─── RECORDS PROVIDED ───

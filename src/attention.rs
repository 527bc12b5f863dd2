// attention.rs
// Description: Attention engine. Splits projected Q/K/V into heads, runs scaled dot product
//              attention independently per head and concatenates the head outputs again.
//              Built only on the math primitives.
// History:
// - 2026-10-17: Extract split/concat/head forward from MultiHeadSelfAttention, drop causal mask.
// - 2026-10-17: Keep per head scaled scores and weights for inspection.

use ndarray::{s, Array2};

use crate::error::{EngineError, Result};
use crate::math;

/// Everything one head produces: scaled scores `[seq, seq]`, softmax weights `[seq, seq]`
/// and the weighted sum of values `[seq, head_dim]`.
#[derive(Clone, Debug, PartialEq)]
pub struct HeadAttention {
    pub scaled_scores: Array2<f32>,
    pub weights: Array2<f32>,
    pub output: Array2<f32>,
}

// [seq, num_heads * head_dim] -> num_heads x [seq, head_dim], head h owns columns
// h*head_dim .. (h+1)*head_dim. Empty input gives an empty list.
pub fn split_heads(
    a_x: &Array2<f32>,
    i_num_heads: usize,
    i_head_dim: usize,
) -> Result<Vec<Array2<f32>>> {
    if a_x.is_empty() {
        return Ok(Vec::new());
    }
    if a_x.ncols() != i_num_heads * i_head_dim {
        return Err(EngineError::shape(format!(
            "split_heads: {} columns cannot be split into {} heads of width {}",
            a_x.ncols(),
            i_num_heads,
            i_head_dim
        )));
    }

    let mut v_heads: Vec<Array2<f32>> = Vec::with_capacity(i_num_heads);
    for i_h in 0..i_num_heads {
        let i_start = i_h * i_head_dim;
        let i_end = i_start + i_head_dim;
        v_heads.push(a_x.slice(s![.., i_start..i_end]).to_owned());
    }
    Ok(v_heads)
}

pub fn concat_heads(
    v_heads: &[Array2<f32>],
    i_num_heads: usize,
    i_head_dim: usize,
) -> Result<Array2<f32>> {
    if v_heads.is_empty() || v_heads.len() != i_num_heads {
        return Err(EngineError::shape(format!(
            "concat_heads: expected {} head outputs, got {}",
            i_num_heads,
            v_heads.len()
        )));
    }

    let i_seq_len = v_heads[0].nrows();
    if i_seq_len == 0 {
        return Err(EngineError::shape("concat_heads: head outputs are empty"));
    }
    for (i_h, a_h) in v_heads.iter().enumerate() {
        if a_h.nrows() != i_seq_len || a_h.ncols() != i_head_dim {
            return Err(EngineError::shape(format!(
                "concat_heads: head {} is {}x{}, expected {}x{}",
                i_h,
                a_h.nrows(),
                a_h.ncols(),
                i_seq_len,
                i_head_dim
            )));
        }
    }

    let mut a_out = Array2::<f32>::zeros((i_seq_len, i_num_heads * i_head_dim));
    for (i_h, a_h) in v_heads.iter().enumerate() {
        let i_start = i_h * i_head_dim;
        let i_end = i_start + i_head_dim;
        a_out.slice_mut(s![.., i_start..i_end]).assign(a_h);
    }
    Ok(a_out)
}

/// `softmax(Q · Kᵀ / sqrt(head_dim)) · V` for a single head. No mask is applied, every
/// token attends to every token.
pub fn scaled_dot_product_attention(
    a_q: &Array2<f32>,
    a_k: &Array2<f32>,
    a_v: &Array2<f32>,
) -> Result<HeadAttention> {
    let i_head_dim = a_k.ncols();
    let d_scale = (i_head_dim as f32).sqrt().max(1e-12);

    let a_scores = math::multiply(a_q, &math::transpose(a_k))?;
    let a_scaled = math::scale(&a_scores, 1.0 / d_scale);
    let a_weights = math::softmax_rows(&a_scaled);
    let a_out = math::multiply(&a_weights, a_v)?;

    Ok(HeadAttention {
        scaled_scores: a_scaled,
        weights: a_weights,
        output: a_out,
    })
}

// Runs every head on its own slice. Heads never see each other's data.
pub fn attend_all_heads(
    v_q: &[Array2<f32>],
    v_k: &[Array2<f32>],
    v_v: &[Array2<f32>],
) -> Result<Vec<HeadAttention>> {
    if v_q.len() != v_k.len() || v_q.len() != v_v.len() {
        return Err(EngineError::shape(format!(
            "attention: head count mismatch q={} k={} v={}",
            v_q.len(),
            v_k.len(),
            v_v.len()
        )));
    }

    v_q.iter()
        .zip(v_k.iter())
        .zip(v_v.iter())
        .enumerate()
        .map(|(i_h, ((a_q, a_k), a_v))| {
            scaled_dot_product_attention(a_q, a_k, a_v).map_err(|e| {
                log::error!("attention head {} failed: {}", i_h, e);
                e
            })
        })
        .collect()
}

#[cfg(test)]
mod tests {
    use super::*;
    use ndarray::array;
    use proptest::prelude::*;

    #[test]
    fn test_split_heads_partitions_columns_contiguously() {
        let a = array![[0.0f32, 1.0, 2.0, 3.0], [4.0, 5.0, 6.0, 7.0]];
        let v = split_heads(&a, 2, 2).unwrap();
        assert_eq!(v.len(), 2);
        assert_eq!(v[0], array![[0.0f32, 1.0], [4.0, 5.0]]);
        assert_eq!(v[1], array![[2.0f32, 3.0], [6.0, 7.0]]);
    }

    #[test]
    fn test_split_heads_empty_and_mismatch() {
        let a_empty = Array2::<f32>::zeros((0, 8));
        assert!(split_heads(&a_empty, 2, 4).unwrap().is_empty());

        let a = Array2::<f32>::zeros((2, 9));
        assert!(matches!(split_heads(&a, 2, 4), Err(EngineError::ShapeMismatch(_))));
    }

    #[test]
    fn test_concat_heads_requires_all_heads() {
        let a_h = Array2::<f32>::ones((2, 4));
        assert!(concat_heads(&[a_h.clone()], 2, 4).is_err());
        assert!(concat_heads(&[], 0, 4).is_err());
        assert!(concat_heads(&[a_h.clone(), Array2::ones((3, 4))], 2, 4).is_err());
        assert!(concat_heads(&[Array2::zeros((0, 4)), Array2::zeros((0, 4))], 2, 4).is_err());
        assert_eq!(concat_heads(&[a_h.clone(), a_h], 2, 4).unwrap().dim(), (2, 8));
    }

    #[test]
    fn test_sdpa_known_values() {
        let a_q = array![[1.0f32, 0.0]];
        let a_k = array![[1.0f32, 0.0], [0.0, 1.0]];
        let a_v = array![[1.0f32, 2.0], [3.0, 4.0]];
        let h = scaled_dot_product_attention(&a_q, &a_k, &a_v).unwrap();

        let d_s = 1.0 / 2.0f32.sqrt();
        assert!((h.scaled_scores[[0, 0]] - d_s).abs() < 1e-6);
        assert!(h.scaled_scores[[0, 1]].abs() < 1e-6);

        let d_w0 = d_s.exp() / (d_s.exp() + 1.0);
        assert!((h.weights[[0, 0]] - d_w0).abs() < 1e-6);
        assert!((h.weights.sum() - 1.0).abs() < 1e-6);

        let d_out0 = d_w0 * 1.0 + (1.0 - d_w0) * 3.0;
        assert!((h.output[[0, 0]] - d_out0).abs() < 1e-5);
    }

    #[test]
    fn test_sdpa_zero_queries_average_values() {
        let a_q = Array2::<f32>::zeros((2, 2));
        let a_k = array![[1.0f32, 2.0], [3.0, 4.0]];
        let a_v = array![[2.0f32, 0.0], [4.0, 2.0]];
        let h = scaled_dot_product_attention(&a_q, &a_k, &a_v).unwrap();
        assert!(h.weights.iter().all(|&w| (w - 0.5).abs() < 1e-6));
        for r in h.output.rows() {
            assert!((r[0] - 3.0).abs() < 1e-6 && (r[1] - 1.0).abs() < 1e-6);
        }
    }

    #[test]
    fn test_heads_are_independent() {
        let a_x = array![[0.1f32, 0.2, 0.3, 0.4], [0.5, 0.6, 0.7, 0.8]];
        let v_heads = split_heads(&a_x, 2, 2).unwrap();
        let v_out = attend_all_heads(&v_heads, &v_heads, &v_heads).unwrap();

        let mut v_changed = v_heads.clone();
        v_changed[1] = v_changed[1].mapv(|x| x * 10.0);
        let v_out2 = attend_all_heads(&v_changed, &v_changed, &v_changed).unwrap();

        assert_eq!(v_out[0], v_out2[0]);
        assert_ne!(v_out[1].output, v_out2[1].output);
    }

    #[test]
    fn test_attend_all_heads_count_mismatch() {
        let a = Array2::<f32>::ones((2, 2));
        let r = attend_all_heads(&[a.clone(), a.clone()], &[a.clone()], &[a.clone(), a]);
        assert!(r.is_err());
    }

    fn arb_heads() -> impl Strategy<Value = (usize, usize, Array2<f32>)> {
        (1usize..5, 1usize..5, 1usize..5).prop_flat_map(|(i_h, i_d, i_seq)| {
            prop::collection::vec(-3.0f32..3.0, i_seq * i_h * i_d).prop_map(move |v| {
                (i_h, i_d, Array2::from_shape_vec((i_seq, i_h * i_d), v).unwrap())
            })
        })
    }

    proptest! {
        #[test]
        fn prop_split_then_concat_round_trips((i_heads, i_head_dim, a_x) in arb_heads()) {
            let v_heads = split_heads(&a_x, i_heads, i_head_dim).unwrap();
            prop_assert_eq!(v_heads.len(), i_heads);
            let a_back = concat_heads(&v_heads, i_heads, i_head_dim).unwrap();
            prop_assert_eq!(a_back, a_x);
        }
    }
}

───

TASK TO CARRY OUT>
Which lines above contain the word "multiply"? Copy each of them.

EXERCISE SOLUTION>
    let a_scores = math::multiply(a_q, &math::transpose(a_k))?;
    let a_out = math::multiply(&a_weights, a_v)?;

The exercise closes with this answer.